▸ **HOW TO COMPLETE THIS TASK**: Transcribe the data below verbatim from the line with "if let Err(msg) = validate_email(&body.email)" to the line with "let saved = Attendance::find()". Include both of those lines.

[Records contained in a dataset]
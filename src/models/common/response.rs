use serde::{Deserialize, Serialize};
use ts_rs::TS;

use crate::models::ErrorCode;

// 统一的API响应结构
#[derive(Debug, Clone, Serialize, Deserialize, TS)]
#[ts(export, export_to = "../frontend/src/types/generated/api.ts")]
pub struct ApiResponse<T: TS> {
    pub code: i32,
    pub message: String,
    #[serde(skip_serializing_if = "Option::is_none")]
    pub data: Option<T>,
    pub timestamp: chrono::DateTime<chrono::Utc>,
}

impl<T: TS> ApiResponse<T> {
    pub fn success(data: T, message: impl Into<String>) -> Self {
        Self {
            code: ErrorCode::Success as i32,
            message: message.into(),
            data: Some(data),
            timestamp: chrono::Utc::now(),
        }
    }
}

impl ApiResponse<()> {
    pub fn success_empty(message: impl Into<String>) -> Self {
        Self {
            code: ErrorCode::Success as i32,
            message: message.into(),
            data: None,
            timestamp: chrono::Utc::now(),
        }
    }

    pub fn error_empty(code: ErrorCode, message: impl Into<String>) -> Self {
        Self {
            code: code as i32,
            message: message.into(),
            data: None,
            timestamp: chrono::Utc::now(),
        }
    }
}

#[cfg(test)]
mod tests {
    use super::*;

    #[test]
    fn error_envelope_omits_data() {
        let json = serde_json::to_value(ApiResponse::error_empty(
            ErrorCode::GradeScoreOutOfRange,
            "Score 11 is outside [0, 10]",
        ))
        .unwrap();
        assert_eq!(json["code"], 4000);
        assert!(json.get("data").is_none());
        assert!(json.get("timestamp").is_some());
    }

    #[test]
    fn success_envelope_carries_data() {
        let json = serde_json::to_value(ApiResponse::success(7_i32, "ok")).unwrap();
        assert_eq!(json["code"], 0);
        assert_eq!(json["data"], 7);
    }
}
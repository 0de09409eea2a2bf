use actix_web::{HttpRequest, HttpResponse, Result as ActixResult};
use std::sync::Arc;
use tracing::info;

use super::StudentService;
use crate::models::{
    ApiResponse, ErrorCode, students::requests::CreateStudentRequest, users::entities::UserRole,
};
use crate::services::accounts::{discard_login, provision_login};
use crate::services::{bad_request, error_response, not_found};
use crate::storage::Storage;
use crate::utils::validate::{validate_email, validate_person_name, validate_registration_number};

pub async fn create_student(
    service: &StudentService,
    request: &HttpRequest,
    mut body: CreateStudentRequest,
) -> ActixResult<HttpResponse> {
    body.name = body.name.trim().to_string();
    body.email = body.email.trim().to_lowercase();
    body.registration_number = body.registration_number.trim().to_string();

    if let Err(resp) = validate_student(&body) {
        return Ok(resp);
    }

    let storage = service.get_storage(request);

    if let Some(class_id) = body.class_id
        && let Err(resp) = ensure_class_has_room(&storage, class_id).await
    {
        return Ok(resp);
    }

    let login = match provision_login(
        &storage,
        &body.name,
        &body.email,
        body.password.as_deref(),
        UserRole::Student,
    )
    .await
    {
        Ok(login) => login,
        Err(resp) => return Ok(resp),
    };
    let user_id = login.as_ref().map(|u| u.id);

    match storage.create_student(body, user_id).await {
        Ok(student) => {
            info!("Student {} ({}) created", student.id, student.registration_number);
            Ok(HttpResponse::Created().json(ApiResponse::success(
                student,
                "Student created successfully",
            )))
        }
        Err(e) => {
            discard_login(&storage, login).await;
            Ok(error_response(&e, "Failed to create student"))
        }
    }
}

fn validate_student(body: &CreateStudentRequest) -> Result<(), HttpResponse> {
    if let Err(msg) = validate_person_name(&body.name) {
        return Err(bad_request(ErrorCode::UserNameInvalid, msg));
    }
    if let Err(msg) = validate_email(&body.email) {
        return Err(bad_request(ErrorCode::UserEmailInvalid, msg));
    }
    if let Err(msg) = validate_registration_number(&body.registration_number) {
        return Err(bad_request(ErrorCode::BadRequest, msg));
    }
    Ok(())
}

/// 班级必须存在且未满
pub(crate) async fn ensure_class_has_room(
    storage: &Arc<dyn Storage>,
    class_id: i64,
) -> Result<(), HttpResponse> {
    match storage.get_class_by_id(class_id).await {
        Ok(Some(class)) if class.is_full() => Err(HttpResponse::Conflict().json(
            ApiResponse::error_empty(ErrorCode::ClassFull, "Class has reached its capacity"),
        )),
        Ok(Some(_)) => Ok(()),
        Ok(None) => Err(not_found(ErrorCode::ClassNotFound, "Class not found")),
        Err(e) => Err(error_response(&e, "Failed to load class")),
    }
}
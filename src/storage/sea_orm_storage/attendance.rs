//! 考勤存储操作

use super::{SeaOrmStorage, write_error};
use crate::entity::attendance::{ActiveModel, Column, Entity as Attendance};
use crate::errors::{Result, SchoolHubError};
use crate::models::attendance::{AttendanceQuery, AttendanceRecord};
use sea_orm::sea_query::OnConflict;
use sea_orm::{ColumnTrait, EntityTrait, QueryFilter, QueryOrder, Set, TransactionTrait};

impl SeaOrmStorage {
    /// 记录考勤，同一 (学生, 班级, 日期) 只保留一条
    pub async fn upsert_attendance_impl(
        &self,
        student_id: i64,
        class_id: i64,
        date: &str,
        present: bool,
    ) -> Result<AttendanceRecord> {
        let now = chrono::Utc::now().timestamp();

        let model = ActiveModel {
            student_id: Set(student_id),
            class_id: Set(class_id),
            date: Set(date.to_string()),
            present: Set(present),
            created_at: Set(now),
            updated_at: Set(now),
            ..Default::default()
        };

        Attendance::insert(model)
            .on_conflict(
                OnConflict::columns([Column::StudentId, Column::ClassId, Column::Date])
                    .update_columns([Column::Present, Column::UpdatedAt])
                    .to_owned(),
            )
            .exec_without_returning(&self.db)
            .await
            .map_err(|e| write_error("保存考勤失败", e))?;

        let saved = Attendance::find()
            .filter(Column::StudentId.eq(student_id))
            .filter(Column::ClassId.eq(class_id))
            .filter(Column::Date.eq(date))
            .one(&self.db)
            .await
            .map_err(|e| SchoolHubError::database_operation(format!("查询考勤失败: {e}")))?
            .ok_or_else(|| SchoolHubError::not_found("考勤保存后未找到"))?;

        Ok(saved.into_record())
    }

    /// 整班点名：同一事务内逐条写入，任一失败则全部回滚
    pub async fn upsert_attendance_batch_impl(
        &self,
        class_id: i64,
        date: &str,
        entries: &[(i64, bool)],
    ) -> Result<Vec<AttendanceRecord>> {
        if entries.is_empty() {
            return Ok(Vec::new());
        }

        let now = chrono::Utc::now().timestamp();
        let txn = self
            .db
            .begin()
            .await
            .map_err(|e| SchoolHubError::database_operation(format!("开启事务失败: {e}")))?;

        for &(student_id, present) in entries {
            let model = ActiveModel {
                student_id: Set(student_id),
                class_id: Set(class_id),
                date: Set(date.to_string()),
                present: Set(present),
                created_at: Set(now),
                updated_at: Set(now),
                ..Default::default()
            };

            // 出错时 txn 被丢弃，已写入的条目随之回滚
            Attendance::insert(model)
                .on_conflict(
                    OnConflict::columns([Column::StudentId, Column::ClassId, Column::Date])
                        .update_columns([Column::Present, Column::UpdatedAt])
                        .to_owned(),
                )
                .exec_without_returning(&txn)
                .await
                .map_err(|e| write_error("保存考勤失败", e))?;
        }

        txn.commit()
            .await
            .map_err(|e| SchoolHubError::database_operation(format!("提交事务失败: {e}")))?;

        let student_ids: Vec<i64> = entries.iter().map(|(id, _)| *id).collect();
        let models = Attendance::find()
            .filter(Column::ClassId.eq(class_id))
            .filter(Column::Date.eq(date))
            .filter(Column::StudentId.is_in(student_ids))
            .order_by_asc(Column::StudentId)
            .all(&self.db)
            .await
            .map_err(|e| SchoolHubError::database_operation(format!("查询考勤失败: {e}")))?;

        Ok(models.into_iter().map(|m| m.into_record()).collect())
    }

    /// 列出考勤，按日期、学生排序
    pub async fn list_attendance_impl(&self, query: AttendanceQuery) -> Result<Vec<AttendanceRecord>> {
        let mut select = Attendance::find();

        if let Some(class_id) = query.class_id {
            select = select.filter(Column::ClassId.eq(class_id));
        }
        if let Some(student_id) = query.student_id {
            select = select.filter(Column::StudentId.eq(student_id));
        }
        if let Some(date) = query.date {
            select = select.filter(Column::Date.eq(date));
        }

        let models = select
            .order_by_asc(Column::Date)
            .order_by_asc(Column::StudentId)
            .all(&self.db)
            .await
            .map_err(|e| SchoolHubError::database_operation(format!("查询考勤列表失败: {e}")))?;

        Ok(models.into_iter().map(|m| m.into_record()).collect())
    }
}
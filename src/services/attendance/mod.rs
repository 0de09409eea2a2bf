pub mod list;
pub mod mark;
pub mod roll_call;
pub mod summary;

use actix_web::{HttpRequest, HttpResponse, Result as ActixResult};
use std::sync::Arc;

use crate::models::{
    ErrorCode,
    attendance::{AttendanceQuery, AttendanceSummaryQuery, MarkAttendanceRequest, RollCallRequest},
};
use crate::services::{Actor, error_response, forbidden, teaches_class};
use crate::storage::Storage;

super::lazy_service!(AttendanceService);

impl AttendanceService {
    // 记录单条考勤
    pub async fn mark(
        &self,
        request: &HttpRequest,
        body: MarkAttendanceRequest,
    ) -> ActixResult<HttpResponse> {
        mark::mark_attendance(self, request, body).await
    }

    // 点名：整班批量记录
    pub async fn roll_call(
        &self,
        request: &HttpRequest,
        body: RollCallRequest,
    ) -> ActixResult<HttpResponse> {
        roll_call::roll_call(self, request, body).await
    }

    pub async fn list(
        &self,
        request: &HttpRequest,
        query: AttendanceQuery,
    ) -> ActixResult<HttpResponse> {
        list::list_attendance(self, request, query).await
    }

    pub async fn summary(
        &self,
        request: &HttpRequest,
        query: AttendanceSummaryQuery,
    ) -> ActixResult<HttpResponse> {
        summary::attendance_summary(self, request, query).await
    }
}

/// 记录考勤权限：管理员任意班级，教师仅限任教班级
pub(crate) async fn check_record_permission(
    storage: &Arc<dyn Storage>,
    actor: &Actor,
    class_id: i64,
) -> Result<(), HttpResponse> {
    match actor {
        Actor::Admin(_) => Ok(()),
        Actor::Teacher(_, teacher) => {
            if teaches_class(storage, teacher.id, class_id).await? {
                Ok(())
            } else {
                Err(forbidden(
                    ErrorCode::AttendancePermissionDenied,
                    "You can only record attendance for classes you teach",
                ))
            }
        }
        _ => Err(forbidden(
            ErrorCode::AttendancePermissionDenied,
            "You are not allowed to record attendance",
        )),
    }
}

/// 班级有效学生 ID
pub(crate) async fn class_student_ids(
    storage: &Arc<dyn Storage>,
    class_id: i64,
) -> Result<Vec<i64>, HttpResponse> {
    storage
        .list_students(crate::models::students::requests::StudentFilter {
            class_id: Some(class_id),
            status: None,
        })
        .await
        .map(|students| students.into_iter().map(|s| s.id).collect())
        .map_err(|e| error_response(&e, "Failed to load class roster"))
}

▸ **SOLUTION**:
    if let Err(msg) = validate_email(&body.email) {
        return Err(bad_request(ErrorCode::UserEmailInvalid, msg));
    }
    if let Err(msg) = validate_registration_number(&body.registration_number) {
        return Err(bad_request(ErrorCode::BadRequest, msg));
    }
    Ok(())
}

/// 班级必须存在且未满
pub(crate) async fn ensure_class_has_room(
    storage: &Arc<dyn Storage>,
    class_id: i64,
) -> Result<(), HttpResponse> {
    match storage.get_class_by_id(class_id).await {
        Ok(Some(class)) if class.is_full() => Err(HttpResponse::Conflict().json(
            ApiResponse::error_empty(ErrorCode::ClassFull, "Class has reached its capacity"),
        )),
        Ok(Some(_)) => Ok(()),
        Ok(None) => Err(not_found(ErrorCode::ClassNotFound, "Class not found")),
        Err(e) => Err(error_response(&e, "Failed to load class")),
    }
}
filename src/storage/sea_orm_storage/attendance.rs
//! 考勤存储操作

use super::{SeaOrmStorage, write_error};
use crate::entity::attendance::{ActiveModel, Column, Entity as Attendance};
use crate::errors::{Result, SchoolHubError};
use crate::models::attendance::{AttendanceQuery, AttendanceRecord};
use sea_orm::sea_query::OnConflict;
use sea_orm::{ColumnTrait, EntityTrait, QueryFilter, QueryOrder, Set, TransactionTrait};

impl SeaOrmStorage {
    /// 记录考勤，同一 (学生, 班级, 日期) 只保留一条
    pub async fn upsert_attendance_impl(
        &self,
        student_id: i64,
        class_id: i64,
        date: &str,
        present: bool,
    ) -> Result<AttendanceRecord> {
        let now = chrono::Utc::now().timestamp();

        let model = ActiveModel {
            student_id: Set(student_id),
            class_id: Set(class_id),
            date: Set(date.to_string()),
            present: Set(present),
            created_at: Set(now),
            updated_at: Set(now),
            ..Default::default()
        };

        Attendance::insert(model)
            .on_conflict(
                OnConflict::columns([Column::StudentId, Column::ClassId, Column::Date])
                    .update_columns([Column::Present, Column::UpdatedAt])
                    .to_owned(),
            )
            .exec_without_returning(&self.db)
            .await
            .map_err(|e| write_error("保存考勤失败", e))?;

        let saved = Attendance::find()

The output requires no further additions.